Your instructions: From the listing below, pull each line that includes "impl".

◇ ◇ ◇ ◇

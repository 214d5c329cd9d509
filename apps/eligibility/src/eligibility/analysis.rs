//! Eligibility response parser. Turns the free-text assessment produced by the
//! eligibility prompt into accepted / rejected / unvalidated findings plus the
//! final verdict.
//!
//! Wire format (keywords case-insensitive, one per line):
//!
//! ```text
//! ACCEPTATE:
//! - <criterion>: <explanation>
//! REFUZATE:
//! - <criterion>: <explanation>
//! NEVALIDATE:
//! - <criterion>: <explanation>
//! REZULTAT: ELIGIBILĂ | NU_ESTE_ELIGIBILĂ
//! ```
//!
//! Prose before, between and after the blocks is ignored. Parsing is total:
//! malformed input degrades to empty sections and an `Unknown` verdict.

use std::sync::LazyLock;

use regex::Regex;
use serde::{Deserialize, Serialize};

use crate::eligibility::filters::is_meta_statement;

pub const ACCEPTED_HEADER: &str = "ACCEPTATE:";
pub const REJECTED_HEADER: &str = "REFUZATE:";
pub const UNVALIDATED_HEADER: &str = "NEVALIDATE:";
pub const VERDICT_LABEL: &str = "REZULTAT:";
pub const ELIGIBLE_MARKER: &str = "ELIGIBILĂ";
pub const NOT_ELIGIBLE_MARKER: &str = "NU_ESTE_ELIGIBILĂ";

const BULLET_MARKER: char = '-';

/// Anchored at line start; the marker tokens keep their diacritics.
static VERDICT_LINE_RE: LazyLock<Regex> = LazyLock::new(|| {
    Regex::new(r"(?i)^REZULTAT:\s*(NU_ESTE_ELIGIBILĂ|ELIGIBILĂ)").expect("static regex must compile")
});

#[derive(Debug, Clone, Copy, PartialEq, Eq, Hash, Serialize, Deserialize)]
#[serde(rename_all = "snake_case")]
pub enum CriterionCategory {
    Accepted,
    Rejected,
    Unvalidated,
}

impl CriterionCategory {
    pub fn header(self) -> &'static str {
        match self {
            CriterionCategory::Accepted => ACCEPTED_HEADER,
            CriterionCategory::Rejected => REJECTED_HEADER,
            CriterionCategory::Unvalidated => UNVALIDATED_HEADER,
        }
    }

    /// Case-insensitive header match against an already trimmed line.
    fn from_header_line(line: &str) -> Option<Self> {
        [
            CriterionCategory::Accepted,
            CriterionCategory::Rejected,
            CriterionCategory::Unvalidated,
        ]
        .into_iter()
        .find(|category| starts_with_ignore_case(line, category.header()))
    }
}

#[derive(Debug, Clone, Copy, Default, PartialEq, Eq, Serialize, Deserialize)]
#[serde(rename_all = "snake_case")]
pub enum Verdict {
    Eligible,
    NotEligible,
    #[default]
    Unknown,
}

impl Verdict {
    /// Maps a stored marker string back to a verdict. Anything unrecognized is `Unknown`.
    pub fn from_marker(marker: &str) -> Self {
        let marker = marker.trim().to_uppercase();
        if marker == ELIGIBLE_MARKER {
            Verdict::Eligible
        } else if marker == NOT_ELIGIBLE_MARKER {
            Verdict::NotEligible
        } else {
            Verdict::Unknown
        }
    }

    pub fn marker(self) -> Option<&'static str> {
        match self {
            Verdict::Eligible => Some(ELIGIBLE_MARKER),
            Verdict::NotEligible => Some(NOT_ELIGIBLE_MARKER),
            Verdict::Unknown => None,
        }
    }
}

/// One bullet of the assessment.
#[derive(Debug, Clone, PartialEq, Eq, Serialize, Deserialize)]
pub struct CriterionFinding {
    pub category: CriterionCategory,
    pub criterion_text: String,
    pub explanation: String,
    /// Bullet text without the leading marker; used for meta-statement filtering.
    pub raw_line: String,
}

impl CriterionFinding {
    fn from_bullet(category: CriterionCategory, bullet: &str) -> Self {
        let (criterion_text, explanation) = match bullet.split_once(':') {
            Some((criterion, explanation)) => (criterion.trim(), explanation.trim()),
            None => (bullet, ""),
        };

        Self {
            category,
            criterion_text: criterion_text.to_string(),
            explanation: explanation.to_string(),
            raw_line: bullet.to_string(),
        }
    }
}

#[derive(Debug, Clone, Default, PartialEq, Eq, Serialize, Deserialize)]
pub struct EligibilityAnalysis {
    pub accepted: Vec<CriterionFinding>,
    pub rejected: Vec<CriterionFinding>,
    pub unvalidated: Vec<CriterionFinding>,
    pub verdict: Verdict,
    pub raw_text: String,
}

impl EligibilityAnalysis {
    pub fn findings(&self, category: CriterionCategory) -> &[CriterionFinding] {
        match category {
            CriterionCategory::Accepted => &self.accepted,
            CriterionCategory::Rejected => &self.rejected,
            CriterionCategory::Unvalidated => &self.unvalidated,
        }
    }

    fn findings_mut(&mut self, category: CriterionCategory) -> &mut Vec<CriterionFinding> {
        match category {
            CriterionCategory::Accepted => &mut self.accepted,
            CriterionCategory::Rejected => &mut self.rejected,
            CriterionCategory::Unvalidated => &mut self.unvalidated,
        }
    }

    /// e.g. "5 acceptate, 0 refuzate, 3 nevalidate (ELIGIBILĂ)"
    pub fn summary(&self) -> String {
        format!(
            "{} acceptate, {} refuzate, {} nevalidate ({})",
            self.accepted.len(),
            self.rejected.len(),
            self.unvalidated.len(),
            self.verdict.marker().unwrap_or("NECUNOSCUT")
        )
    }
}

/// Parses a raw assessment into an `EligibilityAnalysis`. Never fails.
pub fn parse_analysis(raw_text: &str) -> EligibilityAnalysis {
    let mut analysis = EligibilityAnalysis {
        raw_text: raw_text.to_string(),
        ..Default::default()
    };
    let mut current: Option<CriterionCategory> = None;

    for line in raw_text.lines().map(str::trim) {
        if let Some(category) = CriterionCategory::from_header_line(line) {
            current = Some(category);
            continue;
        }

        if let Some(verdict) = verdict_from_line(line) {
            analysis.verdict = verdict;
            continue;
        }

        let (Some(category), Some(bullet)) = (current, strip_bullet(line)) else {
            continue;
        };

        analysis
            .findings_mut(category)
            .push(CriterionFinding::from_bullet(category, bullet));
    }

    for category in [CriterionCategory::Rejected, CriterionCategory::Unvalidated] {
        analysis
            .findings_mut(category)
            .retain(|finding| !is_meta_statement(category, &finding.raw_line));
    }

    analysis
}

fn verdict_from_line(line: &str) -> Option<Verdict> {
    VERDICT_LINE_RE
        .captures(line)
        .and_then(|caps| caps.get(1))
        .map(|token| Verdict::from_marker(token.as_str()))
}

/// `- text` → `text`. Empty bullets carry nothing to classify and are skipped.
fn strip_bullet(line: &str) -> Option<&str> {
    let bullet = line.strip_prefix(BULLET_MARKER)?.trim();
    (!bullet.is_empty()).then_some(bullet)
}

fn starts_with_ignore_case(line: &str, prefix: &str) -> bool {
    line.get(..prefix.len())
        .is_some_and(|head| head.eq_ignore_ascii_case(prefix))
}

◇ ◇ ◇ ◇

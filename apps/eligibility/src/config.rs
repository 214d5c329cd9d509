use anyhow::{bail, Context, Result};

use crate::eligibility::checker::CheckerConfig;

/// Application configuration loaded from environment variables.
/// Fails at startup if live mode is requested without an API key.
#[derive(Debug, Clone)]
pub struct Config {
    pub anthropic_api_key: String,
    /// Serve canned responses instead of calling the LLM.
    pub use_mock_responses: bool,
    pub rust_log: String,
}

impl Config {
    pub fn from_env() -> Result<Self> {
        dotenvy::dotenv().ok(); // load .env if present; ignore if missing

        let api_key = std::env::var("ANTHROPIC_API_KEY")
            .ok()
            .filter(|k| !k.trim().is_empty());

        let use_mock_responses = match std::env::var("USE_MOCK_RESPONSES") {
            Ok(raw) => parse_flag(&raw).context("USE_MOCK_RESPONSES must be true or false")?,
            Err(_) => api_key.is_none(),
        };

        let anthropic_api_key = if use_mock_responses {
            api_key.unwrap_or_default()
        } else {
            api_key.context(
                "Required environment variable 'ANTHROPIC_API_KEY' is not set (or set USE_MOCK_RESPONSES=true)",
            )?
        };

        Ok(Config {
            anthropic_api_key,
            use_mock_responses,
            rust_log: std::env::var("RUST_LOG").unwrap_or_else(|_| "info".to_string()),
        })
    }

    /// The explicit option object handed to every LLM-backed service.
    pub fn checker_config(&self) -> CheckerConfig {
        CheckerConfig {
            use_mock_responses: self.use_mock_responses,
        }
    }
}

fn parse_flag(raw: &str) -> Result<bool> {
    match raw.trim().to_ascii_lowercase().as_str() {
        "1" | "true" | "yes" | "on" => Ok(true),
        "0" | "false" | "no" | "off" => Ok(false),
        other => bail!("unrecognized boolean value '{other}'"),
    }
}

◇ ◇ ◇ ◇

Answer space:
impl CriterionCategory {
impl Verdict {
impl CriterionFinding {
impl EligibilityAnalysis {
impl Config {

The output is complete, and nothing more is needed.